=== RECORDS ===
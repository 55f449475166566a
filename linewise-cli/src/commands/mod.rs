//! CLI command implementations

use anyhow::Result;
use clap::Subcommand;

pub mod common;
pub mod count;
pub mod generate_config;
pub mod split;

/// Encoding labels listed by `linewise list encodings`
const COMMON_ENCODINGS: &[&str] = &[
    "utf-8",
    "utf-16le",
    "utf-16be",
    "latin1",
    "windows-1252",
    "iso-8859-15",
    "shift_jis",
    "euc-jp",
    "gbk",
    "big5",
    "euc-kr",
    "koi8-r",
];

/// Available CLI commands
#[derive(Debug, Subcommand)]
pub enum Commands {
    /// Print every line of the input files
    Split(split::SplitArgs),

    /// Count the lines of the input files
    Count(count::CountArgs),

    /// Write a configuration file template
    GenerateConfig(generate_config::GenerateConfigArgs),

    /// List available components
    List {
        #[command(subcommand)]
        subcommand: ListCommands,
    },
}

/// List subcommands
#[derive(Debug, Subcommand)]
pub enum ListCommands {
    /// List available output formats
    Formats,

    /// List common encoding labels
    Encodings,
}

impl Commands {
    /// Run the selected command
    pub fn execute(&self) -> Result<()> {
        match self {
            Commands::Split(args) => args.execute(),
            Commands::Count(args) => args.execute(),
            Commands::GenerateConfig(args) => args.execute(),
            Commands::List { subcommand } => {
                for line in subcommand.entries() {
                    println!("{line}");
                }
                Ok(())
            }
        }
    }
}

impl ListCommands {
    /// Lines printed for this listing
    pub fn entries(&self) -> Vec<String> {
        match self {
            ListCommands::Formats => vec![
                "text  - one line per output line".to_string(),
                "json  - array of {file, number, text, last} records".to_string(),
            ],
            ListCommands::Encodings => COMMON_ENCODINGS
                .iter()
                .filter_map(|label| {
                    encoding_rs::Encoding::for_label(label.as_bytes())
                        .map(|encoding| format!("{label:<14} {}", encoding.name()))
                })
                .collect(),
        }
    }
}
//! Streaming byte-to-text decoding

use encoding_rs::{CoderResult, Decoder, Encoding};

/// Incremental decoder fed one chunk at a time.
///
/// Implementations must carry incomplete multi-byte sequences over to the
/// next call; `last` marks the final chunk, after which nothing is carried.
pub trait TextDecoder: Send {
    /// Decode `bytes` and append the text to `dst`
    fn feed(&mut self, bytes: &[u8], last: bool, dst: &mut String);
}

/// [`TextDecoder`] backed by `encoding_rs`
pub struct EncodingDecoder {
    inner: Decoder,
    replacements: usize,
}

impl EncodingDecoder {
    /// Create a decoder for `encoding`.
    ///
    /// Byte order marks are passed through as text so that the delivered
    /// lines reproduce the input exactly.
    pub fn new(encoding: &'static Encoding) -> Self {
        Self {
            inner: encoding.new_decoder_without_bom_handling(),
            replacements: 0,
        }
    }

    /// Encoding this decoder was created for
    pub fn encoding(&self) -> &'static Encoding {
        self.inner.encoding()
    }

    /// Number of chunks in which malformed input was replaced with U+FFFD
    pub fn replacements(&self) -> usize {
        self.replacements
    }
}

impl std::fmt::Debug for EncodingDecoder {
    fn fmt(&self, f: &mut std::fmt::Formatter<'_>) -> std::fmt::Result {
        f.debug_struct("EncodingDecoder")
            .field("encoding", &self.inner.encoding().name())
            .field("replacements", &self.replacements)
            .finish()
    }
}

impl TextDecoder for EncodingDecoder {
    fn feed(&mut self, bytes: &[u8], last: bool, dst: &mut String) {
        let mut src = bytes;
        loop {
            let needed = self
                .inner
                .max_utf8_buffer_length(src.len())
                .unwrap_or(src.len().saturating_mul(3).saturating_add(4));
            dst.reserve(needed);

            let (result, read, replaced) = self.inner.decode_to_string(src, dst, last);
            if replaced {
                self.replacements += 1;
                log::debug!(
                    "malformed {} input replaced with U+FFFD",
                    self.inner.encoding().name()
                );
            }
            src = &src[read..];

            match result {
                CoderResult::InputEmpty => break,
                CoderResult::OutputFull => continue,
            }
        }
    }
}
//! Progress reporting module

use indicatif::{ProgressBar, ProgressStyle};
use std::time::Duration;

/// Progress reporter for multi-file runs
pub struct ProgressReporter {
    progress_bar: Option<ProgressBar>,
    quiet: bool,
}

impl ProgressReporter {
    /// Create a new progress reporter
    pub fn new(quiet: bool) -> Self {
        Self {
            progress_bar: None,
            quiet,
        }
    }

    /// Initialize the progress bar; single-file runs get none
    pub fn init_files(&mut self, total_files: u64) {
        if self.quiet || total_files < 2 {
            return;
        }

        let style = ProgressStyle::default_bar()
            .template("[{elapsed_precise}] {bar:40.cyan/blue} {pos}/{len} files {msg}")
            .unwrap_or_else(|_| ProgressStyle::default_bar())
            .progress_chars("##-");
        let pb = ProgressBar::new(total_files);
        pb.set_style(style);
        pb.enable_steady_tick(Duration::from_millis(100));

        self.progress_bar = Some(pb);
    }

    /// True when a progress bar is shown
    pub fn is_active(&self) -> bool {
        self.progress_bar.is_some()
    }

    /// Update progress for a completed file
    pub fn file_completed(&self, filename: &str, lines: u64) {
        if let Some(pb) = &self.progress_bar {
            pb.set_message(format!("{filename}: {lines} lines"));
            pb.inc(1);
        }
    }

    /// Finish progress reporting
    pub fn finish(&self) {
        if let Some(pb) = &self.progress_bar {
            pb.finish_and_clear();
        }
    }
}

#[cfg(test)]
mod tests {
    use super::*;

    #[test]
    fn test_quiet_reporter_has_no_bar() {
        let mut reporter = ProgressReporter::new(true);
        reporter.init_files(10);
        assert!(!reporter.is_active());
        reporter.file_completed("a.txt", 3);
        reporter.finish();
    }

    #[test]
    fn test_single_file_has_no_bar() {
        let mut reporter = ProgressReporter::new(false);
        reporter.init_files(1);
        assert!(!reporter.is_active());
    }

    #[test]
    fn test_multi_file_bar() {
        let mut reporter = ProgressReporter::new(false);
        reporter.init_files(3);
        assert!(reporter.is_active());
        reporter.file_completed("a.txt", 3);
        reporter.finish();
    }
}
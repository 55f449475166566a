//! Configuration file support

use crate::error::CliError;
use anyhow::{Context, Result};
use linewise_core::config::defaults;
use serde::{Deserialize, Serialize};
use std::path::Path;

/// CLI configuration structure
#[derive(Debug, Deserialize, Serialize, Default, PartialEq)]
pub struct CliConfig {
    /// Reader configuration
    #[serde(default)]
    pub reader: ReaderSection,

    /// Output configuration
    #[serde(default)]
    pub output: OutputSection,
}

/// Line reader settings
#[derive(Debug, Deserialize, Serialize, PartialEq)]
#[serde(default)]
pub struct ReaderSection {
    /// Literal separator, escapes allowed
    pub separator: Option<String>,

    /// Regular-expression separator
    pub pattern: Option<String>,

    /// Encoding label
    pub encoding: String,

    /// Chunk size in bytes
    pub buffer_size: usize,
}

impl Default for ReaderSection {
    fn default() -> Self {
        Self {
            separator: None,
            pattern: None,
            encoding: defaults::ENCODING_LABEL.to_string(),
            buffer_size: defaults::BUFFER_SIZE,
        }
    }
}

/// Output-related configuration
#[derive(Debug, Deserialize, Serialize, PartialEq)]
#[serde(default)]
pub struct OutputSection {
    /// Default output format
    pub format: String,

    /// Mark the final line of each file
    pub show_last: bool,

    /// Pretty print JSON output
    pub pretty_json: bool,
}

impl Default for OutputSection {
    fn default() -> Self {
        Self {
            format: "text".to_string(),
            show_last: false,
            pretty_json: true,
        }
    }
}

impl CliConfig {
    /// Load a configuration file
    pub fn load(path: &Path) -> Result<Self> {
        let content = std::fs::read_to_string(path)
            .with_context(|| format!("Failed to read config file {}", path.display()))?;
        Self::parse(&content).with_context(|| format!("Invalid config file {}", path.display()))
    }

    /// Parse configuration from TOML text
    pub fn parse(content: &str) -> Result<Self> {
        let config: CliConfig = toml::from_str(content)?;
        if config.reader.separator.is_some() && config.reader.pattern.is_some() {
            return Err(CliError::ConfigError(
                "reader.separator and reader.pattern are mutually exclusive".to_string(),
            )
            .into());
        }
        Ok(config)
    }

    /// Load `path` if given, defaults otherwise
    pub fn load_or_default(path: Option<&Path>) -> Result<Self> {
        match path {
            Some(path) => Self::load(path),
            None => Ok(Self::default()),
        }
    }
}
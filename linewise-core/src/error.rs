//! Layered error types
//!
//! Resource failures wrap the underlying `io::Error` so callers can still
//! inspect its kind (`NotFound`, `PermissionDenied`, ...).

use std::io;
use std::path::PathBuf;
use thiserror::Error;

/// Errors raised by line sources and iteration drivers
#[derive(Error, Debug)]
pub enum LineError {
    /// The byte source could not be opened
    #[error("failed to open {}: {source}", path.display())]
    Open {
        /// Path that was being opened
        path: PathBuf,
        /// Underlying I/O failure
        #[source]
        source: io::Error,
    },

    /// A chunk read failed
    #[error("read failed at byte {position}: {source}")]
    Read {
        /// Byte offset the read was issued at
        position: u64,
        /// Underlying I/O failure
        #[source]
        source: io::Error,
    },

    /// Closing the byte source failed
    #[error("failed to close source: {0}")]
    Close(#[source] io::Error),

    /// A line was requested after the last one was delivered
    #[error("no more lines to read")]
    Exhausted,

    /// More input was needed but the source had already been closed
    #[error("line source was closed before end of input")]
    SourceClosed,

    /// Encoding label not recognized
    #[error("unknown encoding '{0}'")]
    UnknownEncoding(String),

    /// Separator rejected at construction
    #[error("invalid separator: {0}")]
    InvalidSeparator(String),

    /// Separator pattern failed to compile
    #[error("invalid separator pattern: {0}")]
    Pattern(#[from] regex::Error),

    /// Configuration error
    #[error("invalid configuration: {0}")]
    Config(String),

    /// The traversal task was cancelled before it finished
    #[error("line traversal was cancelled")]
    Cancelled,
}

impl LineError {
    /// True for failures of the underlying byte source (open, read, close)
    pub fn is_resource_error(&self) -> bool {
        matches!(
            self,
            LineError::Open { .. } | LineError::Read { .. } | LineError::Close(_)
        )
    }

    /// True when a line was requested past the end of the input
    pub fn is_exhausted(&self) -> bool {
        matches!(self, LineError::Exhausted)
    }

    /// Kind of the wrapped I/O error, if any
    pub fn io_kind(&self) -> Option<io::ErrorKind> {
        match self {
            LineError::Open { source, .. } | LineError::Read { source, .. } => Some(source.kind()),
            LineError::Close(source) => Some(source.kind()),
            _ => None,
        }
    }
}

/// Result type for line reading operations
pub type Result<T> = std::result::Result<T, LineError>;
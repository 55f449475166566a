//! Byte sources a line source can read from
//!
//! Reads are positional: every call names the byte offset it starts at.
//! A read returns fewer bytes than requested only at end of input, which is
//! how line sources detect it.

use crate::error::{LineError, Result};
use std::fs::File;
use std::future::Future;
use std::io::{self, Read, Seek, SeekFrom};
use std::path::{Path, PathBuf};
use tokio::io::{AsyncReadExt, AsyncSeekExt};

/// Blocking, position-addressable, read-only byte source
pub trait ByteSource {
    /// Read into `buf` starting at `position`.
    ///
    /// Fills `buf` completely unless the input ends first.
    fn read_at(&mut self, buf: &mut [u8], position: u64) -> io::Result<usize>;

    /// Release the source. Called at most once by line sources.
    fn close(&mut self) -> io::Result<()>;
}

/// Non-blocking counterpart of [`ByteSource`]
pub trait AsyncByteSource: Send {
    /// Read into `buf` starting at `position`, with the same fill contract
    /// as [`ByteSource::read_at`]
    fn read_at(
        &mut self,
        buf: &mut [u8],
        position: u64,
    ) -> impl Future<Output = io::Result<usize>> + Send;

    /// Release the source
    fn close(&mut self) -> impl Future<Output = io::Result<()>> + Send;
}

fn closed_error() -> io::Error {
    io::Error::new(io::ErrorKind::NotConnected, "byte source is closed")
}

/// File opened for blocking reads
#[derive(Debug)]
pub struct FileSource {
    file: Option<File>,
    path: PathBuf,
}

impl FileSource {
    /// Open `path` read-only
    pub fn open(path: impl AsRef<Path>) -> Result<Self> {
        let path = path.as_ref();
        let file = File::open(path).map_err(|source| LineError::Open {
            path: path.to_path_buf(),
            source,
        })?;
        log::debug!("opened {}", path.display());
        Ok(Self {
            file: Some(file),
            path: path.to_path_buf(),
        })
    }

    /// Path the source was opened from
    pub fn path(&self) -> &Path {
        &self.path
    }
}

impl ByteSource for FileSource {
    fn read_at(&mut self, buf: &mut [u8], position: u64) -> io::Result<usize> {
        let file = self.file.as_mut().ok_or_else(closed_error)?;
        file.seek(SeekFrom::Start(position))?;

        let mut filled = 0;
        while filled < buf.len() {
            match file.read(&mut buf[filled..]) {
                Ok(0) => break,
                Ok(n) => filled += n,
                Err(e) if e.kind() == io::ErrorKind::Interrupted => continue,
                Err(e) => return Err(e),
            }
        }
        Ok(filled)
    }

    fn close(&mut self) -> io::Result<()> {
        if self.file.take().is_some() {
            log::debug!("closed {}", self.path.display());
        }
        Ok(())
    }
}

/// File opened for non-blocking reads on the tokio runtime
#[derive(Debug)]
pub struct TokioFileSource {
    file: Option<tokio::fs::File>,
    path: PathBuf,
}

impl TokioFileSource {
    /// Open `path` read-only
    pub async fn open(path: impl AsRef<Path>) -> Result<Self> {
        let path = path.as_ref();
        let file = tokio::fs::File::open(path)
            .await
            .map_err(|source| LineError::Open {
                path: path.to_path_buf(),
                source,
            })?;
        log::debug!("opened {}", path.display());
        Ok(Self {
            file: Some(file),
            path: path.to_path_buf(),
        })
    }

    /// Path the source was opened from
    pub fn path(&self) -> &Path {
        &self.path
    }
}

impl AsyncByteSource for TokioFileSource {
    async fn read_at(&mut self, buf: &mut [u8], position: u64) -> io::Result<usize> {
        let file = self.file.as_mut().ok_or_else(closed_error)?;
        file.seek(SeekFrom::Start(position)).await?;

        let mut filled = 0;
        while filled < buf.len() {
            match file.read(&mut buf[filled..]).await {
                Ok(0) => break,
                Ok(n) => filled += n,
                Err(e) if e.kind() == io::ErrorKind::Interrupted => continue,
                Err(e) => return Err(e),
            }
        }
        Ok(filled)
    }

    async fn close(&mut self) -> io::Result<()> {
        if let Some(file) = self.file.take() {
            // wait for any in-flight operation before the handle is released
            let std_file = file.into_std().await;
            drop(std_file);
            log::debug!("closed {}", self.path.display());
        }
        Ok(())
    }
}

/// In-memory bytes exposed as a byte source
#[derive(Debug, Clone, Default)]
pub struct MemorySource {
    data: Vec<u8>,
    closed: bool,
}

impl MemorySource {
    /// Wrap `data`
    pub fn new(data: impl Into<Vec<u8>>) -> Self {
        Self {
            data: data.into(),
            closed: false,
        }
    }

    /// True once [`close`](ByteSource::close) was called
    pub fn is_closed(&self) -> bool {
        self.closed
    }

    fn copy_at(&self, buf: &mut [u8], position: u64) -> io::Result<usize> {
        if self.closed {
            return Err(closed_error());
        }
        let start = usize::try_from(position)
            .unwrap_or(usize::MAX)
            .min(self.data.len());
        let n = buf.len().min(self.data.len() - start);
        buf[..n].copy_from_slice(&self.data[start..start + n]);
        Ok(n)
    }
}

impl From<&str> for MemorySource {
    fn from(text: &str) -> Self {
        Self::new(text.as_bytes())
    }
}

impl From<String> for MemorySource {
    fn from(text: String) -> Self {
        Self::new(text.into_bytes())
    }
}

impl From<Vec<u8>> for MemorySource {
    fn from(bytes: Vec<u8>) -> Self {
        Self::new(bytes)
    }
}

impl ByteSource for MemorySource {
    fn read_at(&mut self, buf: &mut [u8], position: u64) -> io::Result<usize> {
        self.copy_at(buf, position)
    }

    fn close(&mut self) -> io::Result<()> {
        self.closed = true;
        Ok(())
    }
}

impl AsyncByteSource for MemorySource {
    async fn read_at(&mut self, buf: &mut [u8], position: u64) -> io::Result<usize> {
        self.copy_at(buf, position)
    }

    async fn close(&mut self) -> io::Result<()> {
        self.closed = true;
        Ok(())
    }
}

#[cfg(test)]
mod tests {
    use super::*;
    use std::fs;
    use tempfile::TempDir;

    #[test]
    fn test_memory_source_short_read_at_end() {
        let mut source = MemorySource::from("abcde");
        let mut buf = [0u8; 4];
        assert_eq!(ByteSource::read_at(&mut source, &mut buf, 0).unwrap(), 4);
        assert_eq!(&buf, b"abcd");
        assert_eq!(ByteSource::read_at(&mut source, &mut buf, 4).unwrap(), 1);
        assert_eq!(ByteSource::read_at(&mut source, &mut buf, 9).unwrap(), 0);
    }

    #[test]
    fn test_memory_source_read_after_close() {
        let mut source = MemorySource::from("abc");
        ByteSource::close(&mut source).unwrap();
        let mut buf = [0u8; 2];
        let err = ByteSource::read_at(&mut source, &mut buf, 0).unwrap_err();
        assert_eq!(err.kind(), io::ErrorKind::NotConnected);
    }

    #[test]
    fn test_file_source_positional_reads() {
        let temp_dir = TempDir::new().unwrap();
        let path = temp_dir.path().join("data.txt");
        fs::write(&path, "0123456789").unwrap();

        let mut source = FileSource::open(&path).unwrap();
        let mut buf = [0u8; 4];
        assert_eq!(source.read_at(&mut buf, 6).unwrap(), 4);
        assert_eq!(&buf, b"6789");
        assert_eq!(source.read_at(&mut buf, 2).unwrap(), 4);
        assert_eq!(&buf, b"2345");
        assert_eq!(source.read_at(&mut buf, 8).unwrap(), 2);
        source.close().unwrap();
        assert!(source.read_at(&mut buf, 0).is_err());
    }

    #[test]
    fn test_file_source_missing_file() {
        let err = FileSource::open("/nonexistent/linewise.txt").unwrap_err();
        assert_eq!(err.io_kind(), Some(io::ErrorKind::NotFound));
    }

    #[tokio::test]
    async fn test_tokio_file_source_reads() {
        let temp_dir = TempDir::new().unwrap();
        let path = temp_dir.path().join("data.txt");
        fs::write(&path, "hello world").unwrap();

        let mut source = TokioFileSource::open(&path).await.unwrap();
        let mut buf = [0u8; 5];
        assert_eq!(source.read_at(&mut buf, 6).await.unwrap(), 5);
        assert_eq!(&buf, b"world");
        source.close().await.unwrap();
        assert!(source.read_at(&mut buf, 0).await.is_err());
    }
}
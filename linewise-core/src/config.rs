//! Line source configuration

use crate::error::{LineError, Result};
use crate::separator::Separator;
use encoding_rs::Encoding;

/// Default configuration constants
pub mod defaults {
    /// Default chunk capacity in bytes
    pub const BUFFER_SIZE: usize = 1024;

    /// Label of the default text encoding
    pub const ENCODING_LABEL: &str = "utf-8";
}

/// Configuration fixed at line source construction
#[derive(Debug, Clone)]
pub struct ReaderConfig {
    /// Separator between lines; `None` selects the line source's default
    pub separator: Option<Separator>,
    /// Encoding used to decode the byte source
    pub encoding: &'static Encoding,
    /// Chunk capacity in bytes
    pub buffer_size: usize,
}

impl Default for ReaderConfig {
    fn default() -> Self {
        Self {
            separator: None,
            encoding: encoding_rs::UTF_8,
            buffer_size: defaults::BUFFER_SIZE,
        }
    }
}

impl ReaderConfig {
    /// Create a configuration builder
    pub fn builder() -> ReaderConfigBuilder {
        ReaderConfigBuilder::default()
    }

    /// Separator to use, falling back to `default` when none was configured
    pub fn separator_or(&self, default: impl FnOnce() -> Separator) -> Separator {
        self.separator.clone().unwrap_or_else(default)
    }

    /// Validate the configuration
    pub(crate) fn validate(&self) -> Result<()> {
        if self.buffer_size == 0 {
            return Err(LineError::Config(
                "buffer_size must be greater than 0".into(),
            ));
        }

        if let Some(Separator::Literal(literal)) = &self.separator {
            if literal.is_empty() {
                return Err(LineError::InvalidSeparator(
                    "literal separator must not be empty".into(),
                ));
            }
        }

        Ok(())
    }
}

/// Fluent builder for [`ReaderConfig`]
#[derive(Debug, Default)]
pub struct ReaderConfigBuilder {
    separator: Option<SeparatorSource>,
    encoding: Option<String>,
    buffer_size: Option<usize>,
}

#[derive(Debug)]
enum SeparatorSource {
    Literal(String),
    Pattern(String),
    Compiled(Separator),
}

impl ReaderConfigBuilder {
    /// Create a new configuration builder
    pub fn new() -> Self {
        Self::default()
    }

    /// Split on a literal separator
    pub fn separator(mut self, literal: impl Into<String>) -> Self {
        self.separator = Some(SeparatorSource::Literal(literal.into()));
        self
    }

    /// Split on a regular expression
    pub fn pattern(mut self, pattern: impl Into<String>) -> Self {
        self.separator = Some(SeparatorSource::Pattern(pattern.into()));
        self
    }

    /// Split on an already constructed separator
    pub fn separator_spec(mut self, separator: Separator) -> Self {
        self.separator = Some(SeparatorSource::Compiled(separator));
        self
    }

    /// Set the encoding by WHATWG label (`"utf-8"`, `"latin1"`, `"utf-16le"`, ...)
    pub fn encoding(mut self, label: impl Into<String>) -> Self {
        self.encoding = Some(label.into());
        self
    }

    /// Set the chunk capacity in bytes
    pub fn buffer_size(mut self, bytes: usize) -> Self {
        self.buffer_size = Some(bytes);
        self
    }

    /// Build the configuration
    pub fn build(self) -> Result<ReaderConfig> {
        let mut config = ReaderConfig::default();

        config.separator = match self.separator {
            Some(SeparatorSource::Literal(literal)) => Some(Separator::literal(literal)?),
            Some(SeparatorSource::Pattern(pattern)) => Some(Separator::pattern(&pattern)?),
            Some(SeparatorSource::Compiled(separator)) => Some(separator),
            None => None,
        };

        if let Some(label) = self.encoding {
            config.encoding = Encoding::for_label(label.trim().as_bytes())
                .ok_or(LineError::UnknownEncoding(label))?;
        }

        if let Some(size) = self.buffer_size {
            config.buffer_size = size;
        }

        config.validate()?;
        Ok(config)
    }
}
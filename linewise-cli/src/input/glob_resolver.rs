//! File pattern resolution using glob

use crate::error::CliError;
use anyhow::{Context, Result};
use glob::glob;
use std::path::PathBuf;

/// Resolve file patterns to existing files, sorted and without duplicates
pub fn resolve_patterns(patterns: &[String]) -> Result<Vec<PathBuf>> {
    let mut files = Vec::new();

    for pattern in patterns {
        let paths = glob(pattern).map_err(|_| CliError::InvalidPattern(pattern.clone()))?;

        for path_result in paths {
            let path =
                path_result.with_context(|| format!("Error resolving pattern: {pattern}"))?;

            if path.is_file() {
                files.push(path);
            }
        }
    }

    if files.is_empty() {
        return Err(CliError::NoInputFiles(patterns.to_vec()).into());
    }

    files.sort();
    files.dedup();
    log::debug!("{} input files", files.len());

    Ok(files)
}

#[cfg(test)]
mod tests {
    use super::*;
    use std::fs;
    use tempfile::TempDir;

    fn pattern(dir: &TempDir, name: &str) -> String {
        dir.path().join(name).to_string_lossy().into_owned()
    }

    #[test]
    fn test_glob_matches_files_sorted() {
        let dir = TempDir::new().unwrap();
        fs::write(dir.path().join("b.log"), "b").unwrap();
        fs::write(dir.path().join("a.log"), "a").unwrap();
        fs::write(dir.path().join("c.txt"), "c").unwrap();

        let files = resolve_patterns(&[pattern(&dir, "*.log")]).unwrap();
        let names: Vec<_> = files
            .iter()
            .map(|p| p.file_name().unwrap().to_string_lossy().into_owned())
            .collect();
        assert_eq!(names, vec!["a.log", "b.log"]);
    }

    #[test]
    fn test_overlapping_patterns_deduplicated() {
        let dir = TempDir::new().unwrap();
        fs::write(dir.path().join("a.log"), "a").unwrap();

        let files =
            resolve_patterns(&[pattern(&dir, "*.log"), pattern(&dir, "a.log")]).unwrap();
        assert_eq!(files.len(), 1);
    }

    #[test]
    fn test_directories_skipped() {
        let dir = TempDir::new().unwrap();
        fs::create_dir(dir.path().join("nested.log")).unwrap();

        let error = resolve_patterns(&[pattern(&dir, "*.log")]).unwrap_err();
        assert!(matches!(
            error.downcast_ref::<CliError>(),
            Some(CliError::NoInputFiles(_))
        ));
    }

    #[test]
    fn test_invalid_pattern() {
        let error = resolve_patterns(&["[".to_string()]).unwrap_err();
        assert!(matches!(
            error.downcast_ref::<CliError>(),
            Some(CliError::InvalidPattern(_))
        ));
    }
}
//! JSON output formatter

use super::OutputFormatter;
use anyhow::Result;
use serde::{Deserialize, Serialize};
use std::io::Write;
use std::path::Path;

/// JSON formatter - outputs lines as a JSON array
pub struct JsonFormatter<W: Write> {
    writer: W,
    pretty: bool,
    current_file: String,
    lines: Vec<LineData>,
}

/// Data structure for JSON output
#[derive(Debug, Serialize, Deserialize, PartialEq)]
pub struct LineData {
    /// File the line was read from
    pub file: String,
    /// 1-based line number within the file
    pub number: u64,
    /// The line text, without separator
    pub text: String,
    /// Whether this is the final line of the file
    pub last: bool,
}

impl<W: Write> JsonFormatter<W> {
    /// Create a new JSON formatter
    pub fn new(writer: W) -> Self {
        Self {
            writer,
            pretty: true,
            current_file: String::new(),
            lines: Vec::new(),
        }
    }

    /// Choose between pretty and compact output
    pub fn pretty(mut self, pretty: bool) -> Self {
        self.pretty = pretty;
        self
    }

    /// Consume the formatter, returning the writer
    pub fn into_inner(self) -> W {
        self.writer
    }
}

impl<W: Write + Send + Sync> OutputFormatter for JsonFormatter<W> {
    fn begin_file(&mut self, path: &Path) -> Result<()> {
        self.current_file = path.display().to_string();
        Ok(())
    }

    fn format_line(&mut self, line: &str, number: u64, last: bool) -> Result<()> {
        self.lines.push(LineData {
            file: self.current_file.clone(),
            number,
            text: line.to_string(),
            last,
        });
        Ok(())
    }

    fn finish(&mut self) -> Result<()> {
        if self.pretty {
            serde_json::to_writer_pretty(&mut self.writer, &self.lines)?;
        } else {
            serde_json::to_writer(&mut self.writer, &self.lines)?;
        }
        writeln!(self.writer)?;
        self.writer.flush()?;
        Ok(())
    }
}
===
#### [TASK OBJECTIVE]
Copy exactly the stretch of data above from the line with "pub fn separator_or(&self, default: impl" through the line with "#[derive(Debug, Default)]", and omit all other lines.

#### [SOLUTION]
    pub fn separator_or(&self, default: impl FnOnce() -> Separator) -> Separator {
        self.separator.clone().unwrap_or_else(default)
    }

    /// Validate the configuration
    pub(crate) fn validate(&self) -> Result<()> {
        if self.buffer_size == 0 {
            return Err(LineError::Config(
                "buffer_size must be greater than 0".into(),
            ));
        }

        if let Some(Separator::Literal(literal)) = &self.separator {
            if literal.is_empty() {
                return Err(LineError::InvalidSeparator(
                    "literal separator must not be empty".into(),
                ));
            }
        }

        Ok(())
    }
}

/// Fluent builder for [`ReaderConfig`]
#[derive(Debug, Default)]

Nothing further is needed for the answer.